Respekt, das du das getan hast, ich weiß nicht ob ich mich das getraut hätte
mein respekt hast du


----------



## HeNrY (14. Februar 2009)

*AW: Wie würdet ihr handeln?*

Ich hätte wohl auch so gehandelt. 
(Übrigens, G*ldeneye hatte in der deutschen & englischen Version Blut, hast jemanden, z.B. im Multiplayer, angeschossen, so wurde die Stelle dort rot ;D - ich hab das Spiel so geliebt und Spiel es jetzt weiter Dank Source-Engine "Goldeneye Source")


----------



## moddingfreaX (14. Februar 2009)

*AW: Wie würdet ihr handeln?*

Wirklich große Klasse was du da getan hast! 
Ich denke nicht, dass ich so gehandelt hätte weil ich nicht der Mensch bin, der sich in anderer Leute Angelegenheiten einmischt, dennoch ist es das einzige richtige was man tun kann!


----------



## kmf (14. Februar 2009)

*AW: Wie würdet ihr handeln?*

Aber Hallo!
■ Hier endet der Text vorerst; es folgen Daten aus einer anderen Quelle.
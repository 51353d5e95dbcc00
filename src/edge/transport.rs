//! Network transport used behind the edge cache.

use async_trait::async_trait;
use color_eyre::{eyre::eyre, Result};
use url::Url;

use super::http::{Request, Response, ResponseType};

/// Something that can perform a request over the network.
#[async_trait]
pub trait Transport: Send + Sync {
  async fn fetch(&self, request: &Request) -> Result<Response>;
}

/// `reqwest`-backed transport.
///
/// Responses from the app origin are `basic`; everything else is `cors`.
pub struct HttpTransport {
  client: reqwest::Client,
  origin: Url,
}

impl HttpTransport {
  pub fn new(origin: Url) -> Result<Self> {
    let client = reqwest::Client::builder()
      .user_agent(concat!("larder/", env!("CARGO_PKG_VERSION")))
      .build()
      .map_err(|e| eyre!("Failed to build HTTP client: {}", e))?;

    Ok(Self { client, origin })
  }
}

#[async_trait]
impl Transport for HttpTransport {
  async fn fetch(&self, request: &Request) -> Result<Response> {
    let mut builder = self
      .client
      .request(request.method.clone(), request.url.clone());
    for (name, value) in &request.headers {
      builder = builder.header(name, value);
    }
    if let Some(body) = &request.body {
      builder = builder.body(body.clone());
    }

    let response = builder
      .send()
      .await
      .map_err(|e| eyre!("Request to {} failed: {}", request.url, e))?;

    let url = response.url().clone();
    let status = response.status().as_u16();
    let headers = response
      .headers()
      .iter()
      .filter_map(|(name, value)| Some((name.to_string(), value.to_str().ok()?.to_string())))
      .collect();
    let body = response
      .bytes()
      .await
      .map_err(|e| eyre!("Failed to read response from {}: {}", url, e))?
      .to_vec();

    let response_type = if url.origin() == self.origin.origin() {
      ResponseType::Basic
    } else {
      ResponseType::Cors
    };

    Ok(Response {
      url: url.to_string(),
      status,
      headers,
      body,
      response_type,
    })
  }
}
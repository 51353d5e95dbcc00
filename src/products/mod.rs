//! Product metadata and barcode resolution.
//!
//! A barcode is answered from the hot cache or the local product table when
//! possible; otherwise external sources are asked in priority order and the
//! first answer is remembered locally for every later scan.

pub mod resolver;
pub mod seed;
pub mod sources;
pub mod table;
pub mod types;

pub use resolver::{Lookup, LookupSource, ProductResolver};
pub use table::ProductTable;
pub use types::{is_valid_barcode, ProductRecord};
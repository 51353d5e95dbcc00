//! Durable named caches of HTTP responses.

use rusqlite::{params, Connection, OptionalExtension};
use std::collections::BTreeMap;
use std::path::PathBuf;
use std::sync::{Mutex, MutexGuard};

use crate::store::{StorageError, StorageResult};

use super::http::{Response, ResponseType};

/// Named response caches, keyed by request key within each cache.
pub trait ResponseCaches: Send + Sync {
  /// Names of all existing caches, in creation order.
  fn cache_names(&self) -> StorageResult<Vec<String>>;

  /// Delete a cache and everything in it. Returns whether it existed.
  fn delete_cache(&self, name: &str) -> StorageResult<bool>;

  /// Store a response, creating the cache if needed.
  fn put(&self, cache: &str, request_key: &str, response: &Response) -> StorageResult<()>;

  /// Find a response in a specific cache.
  fn lookup_in(&self, cache: &str, request_key: &str) -> StorageResult<Option<Response>>;

  /// Find a response in any cache, oldest cache first.
  fn lookup(&self, request_key: &str) -> StorageResult<Option<Response>> {
    for name in self.cache_names()? {
      if let Some(response) = self.lookup_in(&name, request_key)? {
        return Ok(Some(response));
      }
    }
    Ok(None)
  }
}

/// Schema for the response cache tables.
const SCHEMA: &str = r#"
CREATE TABLE IF NOT EXISTS edge_caches (
    seq INTEGER PRIMARY KEY AUTOINCREMENT,
    name TEXT NOT NULL UNIQUE
);

CREATE TABLE IF NOT EXISTS edge_responses (
    cache_name TEXT NOT NULL,
    request_key TEXT NOT NULL,
    url TEXT NOT NULL,
    status INTEGER NOT NULL,
    response_type TEXT NOT NULL,
    headers TEXT NOT NULL,
    body BLOB NOT NULL,
    cached_at TEXT NOT NULL DEFAULT (datetime('now')),
    PRIMARY KEY (cache_name, request_key)
);
"#;

/// Response caches in SQLite, sharing the app database file.
pub struct SqliteResponseCaches {
  conn: Mutex<Connection>,
}

impl SqliteResponseCaches {
  pub fn open(path: impl Into<PathBuf>) -> StorageResult<Self> {
    let path = path.into();
    if let Some(parent) = path.parent() {
      std::fs::create_dir_all(parent)?;
    }
    let conn = Connection::open(&path).map_err(|source| StorageError::Open {
      path: path.display().to_string(),
      source,
    })?;
    Self::with_connection(conn)
  }

  #[allow(dead_code)]
  pub fn in_memory() -> StorageResult<Self> {
    let conn = Connection::open_in_memory().map_err(|source| StorageError::Open {
      path: ":memory:".to_string(),
      source,
    })?;
    Self::with_connection(conn)
  }

  fn with_connection(conn: Connection) -> StorageResult<Self> {
    conn.execute_batch(SCHEMA)?;
    Ok(Self {
      conn: Mutex::new(conn),
    })
  }

  fn lock(&self) -> StorageResult<MutexGuard<'_, Connection>> {
    self.conn.lock().map_err(|_| StorageError::Poisoned)
  }
}

impl ResponseCaches for SqliteResponseCaches {
  fn cache_names(&self) -> StorageResult<Vec<String>> {
    let conn = self.lock()?;
    let mut stmt = conn.prepare("SELECT name FROM edge_caches ORDER BY seq")?;
    let names = stmt
      .query_map([], |row| row.get(0))?
      .collect::<Result<Vec<String>, _>>()?;
    Ok(names)
  }

  fn delete_cache(&self, name: &str) -> StorageResult<bool> {
    let mut conn = self.lock()?;
    let tx = conn.transaction()?;
    tx.execute(
      "DELETE FROM edge_responses WHERE cache_name = ?",
      params![name],
    )?;
    let removed = tx.execute("DELETE FROM edge_caches WHERE name = ?", params![name])?;
    tx.commit()?;
    Ok(removed > 0)
  }

  fn put(&self, cache: &str, request_key: &str, response: &Response) -> StorageResult<()> {
    let headers = serde_json::to_string(&response.headers)?;
    let response_type = serde_json::to_value(response.response_type)?;
    let response_type = response_type.as_str().unwrap_or("basic").to_string();

    let mut conn = self.lock()?;
    let tx = conn.transaction()?;
    tx.execute(
      "INSERT OR IGNORE INTO edge_caches (name) VALUES (?)",
      params![cache],
    )?;
    tx.execute(
      "INSERT OR REPLACE INTO edge_responses
         (cache_name, request_key, url, status, response_type, headers, body, cached_at)
       VALUES (?, ?, ?, ?, ?, ?, ?, datetime('now'))",
      params![
        cache,
        request_key,
        response.url,
        response.status,
        response_type,
        headers,
        response.body
      ],
    )?;
    tx.commit()?;
    Ok(())
  }

  fn lookup_in(&self, cache: &str, request_key: &str) -> StorageResult<Option<Response>> {
    let conn = self.lock()?;
    let row = conn
      .query_row(
        "SELECT url, status, response_type, headers, body FROM edge_responses
         WHERE cache_name = ? AND request_key = ?",
        params![cache, request_key],
        |row| {
          Ok((
            row.get::<_, String>(0)?,
            row.get::<_, u16>(1)?,
            row.get::<_, String>(2)?,
            row.get::<_, String>(3)?,
            row.get::<_, Vec<u8>>(4)?,
          ))
        },
      )
      .optional()?;

    let Some((url, status, response_type, headers, body)) = row else {
      return Ok(None);
    };

    let response_type: ResponseType =
      serde_json::from_value(serde_json::Value::String(response_type))?;
    Ok(Some(Response {
      url,
      status,
      headers: serde_json::from_str(&headers)?,
      body,
      response_type,
    }))
  }
}

/// In-memory response caches for tests and storage-less sessions.
#[derive(Default)]
pub struct MemoryResponseCaches {
  caches: Mutex<Vec<(String, BTreeMap<String, Response>)>>,
}

impl MemoryResponseCaches {
  pub fn new() -> Self {
    Self::default()
  }

  fn lock(&self) -> StorageResult<MutexGuard<'_, Vec<(String, BTreeMap<String, Response>)>>> {
    self.caches.lock().map_err(|_| StorageError::Poisoned)
  }
}

impl ResponseCaches for MemoryResponseCaches {
  fn cache_names(&self) -> StorageResult<Vec<String>> {
    Ok(self.lock()?.iter().map(|(name, _)| name.clone()).collect())
  }

  fn delete_cache(&self, name: &str) -> StorageResult<bool> {
    let mut caches = self.lock()?;
    let before = caches.len();
    caches.retain(|(n, _)| n != name);
    Ok(caches.len() != before)
  }

  fn put(&self, cache: &str, request_key: &str, response: &Response) -> StorageResult<()> {
    let mut caches = self.lock()?;
    let index = match caches.iter().position(|(n, _)| n == cache) {
      Some(index) => index,
      None => {
        caches.push((cache.to_string(), BTreeMap::new()));
        caches.len() - 1
      }
    };
    caches[index]
      .1
      .insert(request_key.to_string(), response.clone());
    Ok(())
  }

  fn lookup_in(&self, cache: &str, request_key: &str) -> StorageResult<Option<Response>> {
    Ok(
      self
        .lock()?
        .iter()
        .find(|(n, _)| n == cache)
        .and_then(|(_, entries)| entries.get(request_key).cloned()),
    )
  }
}
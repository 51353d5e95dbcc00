//! Durable partitioned record store.
//!
//! Records are JSON documents grouped into named partitions. Each partition
//! declares its primary key field and a set of queryable indexes. The SQLite
//! backend is the source of durable truth; the memory backend stands in when
//! the database cannot be opened.

mod error;
mod memory;
pub mod partition;
mod payload;
mod sqlite;

use serde::{de::DeserializeOwned, Serialize};
use serde_json::Value;

pub use error::{StorageError, StorageResult};
pub use memory::MemoryStore;
pub use payload::CachedPayload;
pub use sqlite::SqliteStore;

/// Storage backend for partitioned records.
pub trait RecordStore: Send + Sync {
  /// Open the store and create the declared partitions. Idempotent.
  fn initialize(&self) -> StorageResult<()>;

  /// Insert or replace a record, keyed by its partition's key field.
  fn put(&self, partition: &str, record: &Value) -> StorageResult<()>;

  /// Get a record by primary key.
  fn get(&self, partition: &str, key: &str) -> StorageResult<Option<Value>>;

  /// All records in a partition, ordered by key.
  fn get_all(&self, partition: &str) -> StorageResult<Vec<Value>>;

  /// Records whose indexed field equals `value`, ordered by key.
  fn get_by_index(&self, partition: &str, index: &str, value: &str) -> StorageResult<Vec<Value>>;

  /// Remove a single record. Returns whether it existed.
  fn delete(&self, partition: &str, key: &str) -> StorageResult<bool>;

  /// Remove every record in a partition.
  fn clear(&self, partition: &str) -> StorageResult<()>;
}

/// A typed record living in a fixed partition.
pub trait Record: Serialize + DeserializeOwned {
  const PARTITION: &'static str;
}

/// Typed helpers over any [`RecordStore`].
pub trait RecordStoreExt: RecordStore {
  fn put_record<T: Record>(&self, record: &T) -> StorageResult<()> {
    let value = serde_json::to_value(record)?;
    self.put(T::PARTITION, &value)
  }

  fn get_record<T: Record>(&self, key: &str) -> StorageResult<Option<T>> {
    match self.get(T::PARTITION, key)? {
      Some(value) => Ok(Some(serde_json::from_value(value)?)),
      None => Ok(None),
    }
  }

  fn all_records<T: Record>(&self) -> StorageResult<Vec<T>> {
    self
      .get_all(T::PARTITION)?
      .into_iter()
      .map(|value| serde_json::from_value(value).map_err(StorageError::from))
      .collect()
  }
}

impl<S: RecordStore + ?Sized> RecordStoreExt for S {}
Das nenn ich mal Zivilcourage.


----------



## ForgottenRealm (14. Februar 2009)

*AW: Wie würdet ihr handeln?*

Ich finds ebenfalls richtig was du getan hast.

Mich würde allerdings interessieren, was die "ist mir egal" oder "ich hätte nix gesagt"-klicker für Gründe haben, um das jeweilige anzuklicken ...


----------



## Sash (14. Februar 2009)

*AW: Wie würdet ihr handeln?*

naja richtig ist es schon.. aber wenn ich dran denke.. was ich so.. mit 13-14 hatte ich bereits wolfenstein 3d und doom 1-2 durch. und mir hats nicht geschadet. zudem rambo 1-3 und predator, und horrorfilme.. also richtig ist es schon drauf zu achten, aber wie gesagt, ich bin auch kein killer geworden und möchte den duke (duke nukem 3d) in meiner jugend nicht missen.


----------



## theLamer (14. Februar 2009)

*AW: Wie würdet ihr handeln?*

Ich hätte nichts  gesagt...

Der Junge spielt die Spiele so oder so, egal ob die Oma nun bezahlt oder ob die Oma ihm das Geld gibt und er damit in den Laden geht und es sich kaufen lässt.
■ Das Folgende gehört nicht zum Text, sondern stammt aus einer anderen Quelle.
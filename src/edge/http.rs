//! Request and response shapes seen at the transport boundary.

use reqwest::Method;
use serde::{Deserialize, Serialize};
use sha2::{Digest, Sha256};
use url::Url;

/// How the request was initiated.
#[derive(Debug, Clone, Copy, PartialEq, Eq)]
pub enum RequestMode {
  /// Top-level page navigation
  Navigate,
  Cors,
}

#[derive(Debug, Clone)]
pub struct Request {
  pub method: Method,
  pub url: Url,
  pub headers: Vec<(String, String)>,
  pub mode: RequestMode,
  pub body: Option<Vec<u8>>,
}

impl Request {
  pub fn get(url: Url) -> Self {
    Self {
      method: Method::GET,
      url,
      headers: Vec::new(),
      mode: RequestMode::Cors,
      body: None,
    }
  }

  /// A page navigation, eligible for the offline page fallback.
  pub fn navigate(url: Url) -> Self {
    Self {
      mode: RequestMode::Navigate,
      ..Self::get(url)
    }
  }

  pub fn with_method(mut self, method: Method) -> Self {
    self.method = method;
    self
  }

  pub fn with_json_body(mut self, body: &serde_json::Value) -> Self {
    self.body = Some(body.to_string().into_bytes());
    self
      .headers
      .push(("content-type".to_string(), "application/json".to_string()));
    self
  }

  pub fn is_navigation(&self) -> bool {
    self.mode == RequestMode::Navigate
  }

  /// Stable cache key for this request's method and URL.
  pub fn cache_key(&self) -> String {
    request_key(&self.method, &self.url)
  }
}

/// SHA256 of method and URL, without the fragment.
pub fn request_key(method: &Method, url: &Url) -> String {
  let mut url = url.clone();
  url.set_fragment(None);

  let mut hasher = Sha256::new();
  hasher.update(method.as_str().as_bytes());
  hasher.update(b" ");
  hasher.update(url.as_str().as_bytes());
  hex::encode(hasher.finalize())
}

/// Response classification mirroring fetch's `Response.type`.
#[derive(Debug, Clone, Copy, PartialEq, Eq, Serialize, Deserialize)]
#[serde(rename_all = "lowercase")]
pub enum ResponseType {
  /// Same-origin, fully readable
  Basic,
  /// Cross-origin with CORS headers
  Cors,
  /// Cross-origin without CORS, unreadable
  Opaque,
}

#[derive(Debug, Clone, PartialEq, Serialize, Deserialize)]
pub struct Response {
  pub url: String,
  pub status: u16,
  pub headers: Vec<(String, String)>,
  pub body: Vec<u8>,
  pub response_type: ResponseType,
}

impl Response {
  /// 2xx status
  pub fn is_ok(&self) -> bool {
    (200..300).contains(&self.status)
  }

  /// Only successful same-origin responses may enter the dynamic cache.
  pub fn is_cacheable(&self) -> bool {
    self.is_ok() && self.response_type == ResponseType::Basic
  }

  pub fn text(&self) -> String {
    String::from_utf8_lossy(&self.body).into_owned()
  }
}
Damals hab ich DOOM3 und Far Cry auch einfach gekauft, indem ich Leute gefragt habe, ob sie es für mch bezahlen...

Da kann man nichts machen, leider.


----------



## Sash (14. Februar 2009)

*AW: Wie würdet ihr handeln?*

fällt mir grad ein.. ich war vor ein paar tagen bei uns im supermarkt und schaute was die für filme und spiele so haben.. da kam auch ein ca 10-12j alter junge mit seiner.. glaub oma vorbei und schaute nach spiele. dann auf einmal: schau mal das ist call of duty 5, das ist das wovon ich mal erzählte! sie: ne ich glaub nicht das dies was für dich ist.. er: ne das ist nicht brutal, ehrlich!
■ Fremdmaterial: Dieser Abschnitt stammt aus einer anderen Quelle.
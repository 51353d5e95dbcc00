//! Open Food Facts: the bulk open product database.

use async_trait::async_trait;
use color_eyre::{eyre::eyre, Result};
use serde::Deserialize;
use std::time::Duration;
use tracing::debug;

use super::{parse_weight_lbs, ProductSource};
use crate::products::types::{NutritionalInfo, ProductDraft, ProductRecord};

const BASE_URL: &str = "https://world.openfoodfacts.org";

/// Category keywords that mark shelf-stable dry goods.
const DRY_GOOD_KEYWORDS: &[&str] = &[
  "flour", "sugar", "rice", "pasta", "grain", "cereal", "bean", "lentil", "spice", "salt",
  "baking", "oat", "nut", "seed", "coffee", "tea",
];

pub struct OpenFoodFacts {
  client: reqwest::Client,
  base_url: String,
}

impl OpenFoodFacts {
  pub fn new(client: reqwest::Client) -> Self {
    Self {
      client,
      base_url: BASE_URL.to_string(),
    }
  }
}

#[async_trait]
impl ProductSource for OpenFoodFacts {
  fn name(&self) -> &'static str {
    "open_food_facts"
  }

  async fn resolve(&self, barcode: &str, timeout: Duration) -> Result<Option<ProductRecord>> {
    let url = format!("{}/api/v0/product/{}.json", self.base_url, barcode);

    let response = self
      .client
      .get(&url)
      .timeout(timeout)
      .send()
      .await
      .map_err(|e| eyre!("Open Food Facts request failed: {}", e))?;

    if response.status() == reqwest::StatusCode::NOT_FOUND {
      return Ok(None);
    }

    let body: ApiResponse = response
      .error_for_status()
      .map_err(|e| eyre!("Open Food Facts returned an error: {}", e))?
      .json()
      .await
      .map_err(|e| eyre!("Failed to parse Open Food Facts response: {}", e))?;

    let record = body.into_draft(barcode).and_then(ProductDraft::normalize);
    debug!(barcode, found = record.is_some(), "Open Food Facts lookup");
    Ok(record)
  }
}

// ============================================================================
// API response types
// ============================================================================

#[derive(Debug, Deserialize)]
struct ApiResponse {
  #[serde(default)]
  status: i64,
  product: Option<ApiProduct>,
}

#[derive(Debug, Default, Deserialize)]
struct ApiProduct {
  product_name: Option<String>,
  brands: Option<String>,
  categories: Option<String>,
  quantity: Option<String>,
  ingredients_text: Option<String>,
  #[serde(default)]
  allergens_tags: Vec<String>,
  serving_size: Option<String>,
  nutriments: Option<ApiNutriments>,
}

#[derive(Debug, Default, Deserialize)]
struct ApiNutriments {
  #[serde(rename = "energy-kcal_serving")]
  energy_kcal_serving: Option<f64>,
  proteins_serving: Option<f64>,
  carbohydrates_serving: Option<f64>,
  fat_serving: Option<f64>,
  fiber_serving: Option<f64>,
  /// Grams per serving
  sodium_serving: Option<f64>,
}

impl ApiResponse {
  fn into_draft(self, barcode: &str) -> Option<ProductDraft> {
    if self.status != 1 {
      return None;
    }
    let product = self.product?;

    let categories: Vec<String> = product
      .categories
      .as_deref()
      .unwrap_or("")
      .split(',')
      .map(|c| c.trim().to_string())
      .filter(|c| !c.is_empty())
      .collect();

    let is_dry_good = categories.iter().any(|c| {
      let c = c.to_lowercase();
      DRY_GOOD_KEYWORDS.iter().any(|k| c.contains(k))
    });

    let mut draft = ProductDraft::new(barcode);
    draft.name = product.product_name;
    draft.brand = product
      .brands
      .and_then(|b| b.split(',').next().map(|s| s.trim().to_string()));
    draft.category = categories.first().cloned();
    draft.subcategory = categories.get(1).cloned();
    draft.weight_per_container = product.quantity.as_deref().and_then(parse_weight_lbs);
    draft.is_dry_good = Some(is_dry_good);
    draft.ingredients = product
      .ingredients_text
      .map(|text| text.split(',').map(|i| i.trim().to_string()).collect())
      .unwrap_or_default();
    draft.allergens = product
      .allergens_tags
      .iter()
      .map(|tag| tag.rsplit(':').next().unwrap_or(tag).to_string())
      .collect();
    draft.nutritional_info = product.nutriments.and_then(|n| {
      Some(NutritionalInfo {
        calories: n.energy_kcal_serving?,
        protein: n.proteins_serving.unwrap_or(0.0),
        carbohydrates: n.carbohydrates_serving.unwrap_or(0.0),
        fat: n.fat_serving.unwrap_or(0.0),
        fiber: n.fiber_serving.unwrap_or(0.0),
        sodium: n.sodium_serving.unwrap_or(0.0) * 1000.0,
        serving_size: product.serving_size.clone().unwrap_or_default(),
      })
    });

    Some(draft)
  }
}

#[cfg(test)]
mod tests {
  use super::*;

  const FOUND: &str = r#"{
    "code": "3017620422003",
    "status": 1,
    "product": {
      "product_name": "Semolina Pasta",
      "brands": "Barilla, Barilla Group",
      "categories": "Pastas, Dried pastas",
      "quantity": "1 lb",
      "ingredients_text": "durum wheat semolina, niacin, iron",
      "allergens_tags": ["en:gluten"],
      "serving_size": "56 g",
      "nutriments": {
        "energy-kcal_serving": 200,
        "proteins_serving": 7,
        "carbohydrates_serving": 42,
        "fat_serving": 1,
        "sodium_serving": 0.005
      }
    }
  }"#;

  #[test]
  fn test_maps_found_product() {
    let response: ApiResponse = serde_json::from_str(FOUND).unwrap();
    let record = response
      .into_draft("3017620422003")
      .and_then(ProductDraft::normalize)
      .unwrap();

    assert_eq!(record.name, "Semolina Pasta");
    assert_eq!(record.brand, "Barilla");
    assert_eq!(record.category, "Pastas");
    assert_eq!(record.subcategory, "Dried pastas");
    assert_eq!(record.weight_per_container, 1.0);
    assert!(record.is_dry_good);
    assert_eq!(record.supplier, "Unknown");
    assert_eq!(record.ingredients.unwrap().len(), 3);
    assert!(record.allergens.unwrap().contains("gluten"));

    let info = record.nutritional_info.unwrap();
    assert_eq!(info.calories, 200.0);
    assert_eq!(info.fiber, 0.0);
    assert!((info.sodium - 5.0).abs() < 1e-9);
    assert_eq!(info.serving_size, "56 g");
  }

  #[test]
  fn test_status_zero_is_no_result() {
    let response: ApiResponse =
      serde_json::from_str(r#"{ "status": 0, "status_verbose": "product not found" }"#).unwrap();
    assert!(response.into_draft("000").is_none());
  }
}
ok es ist kein gemetzel game, dennoch hätte ich beinahe zu ihr gesagt das man dort headshots verteilen kann.. die sind aber ohne das spiel weiter gezogen.


----------



## theLamer (14. Februar 2009)

*AW: Wie würdet ihr handeln?*

Es gibt Läden (*vorsichtshalber nicht den Namen sag*), die nie nach dem Alter fragen... Ich weiß, dass man mit 15 FSK18-Spiele problemlos bekommt... 
Das ist schon ein Problem...


----------



## Bester_Nick (14. Februar 2009)

*AW: Wie würdet ihr handeln?*

Mir ist das ehrlich gesagt völlig latte, da müssen die Eltern und Einzelhändler aufpassen. Vielleicht war das Spiel ja auch tatsächlich nicht für ihn.


----------



## Nickles (14. Februar 2009)

*AW: Wie würdet ihr handeln?*

[x]Ich hätte der Oma nichts gesagt....
....Weil ich mich nicht getraut hätte


----------



## potzblitz (14. Februar 2009)

*AW: Wie würdet ihr handeln?*

[x] Mir egal! 

Wenn die Oma bzw. Verkäufer (der Junge stand doch bestimmt mit der Oma an der Kasse) nicht sehen das es ein ab 18 Spiel ist (es ist das große ab 18 Zeichen), dann ist es doch bestimmt nicht meine Aufgabe die Oma daran aufmerksam zu machen das das Spiel ab 18 ist!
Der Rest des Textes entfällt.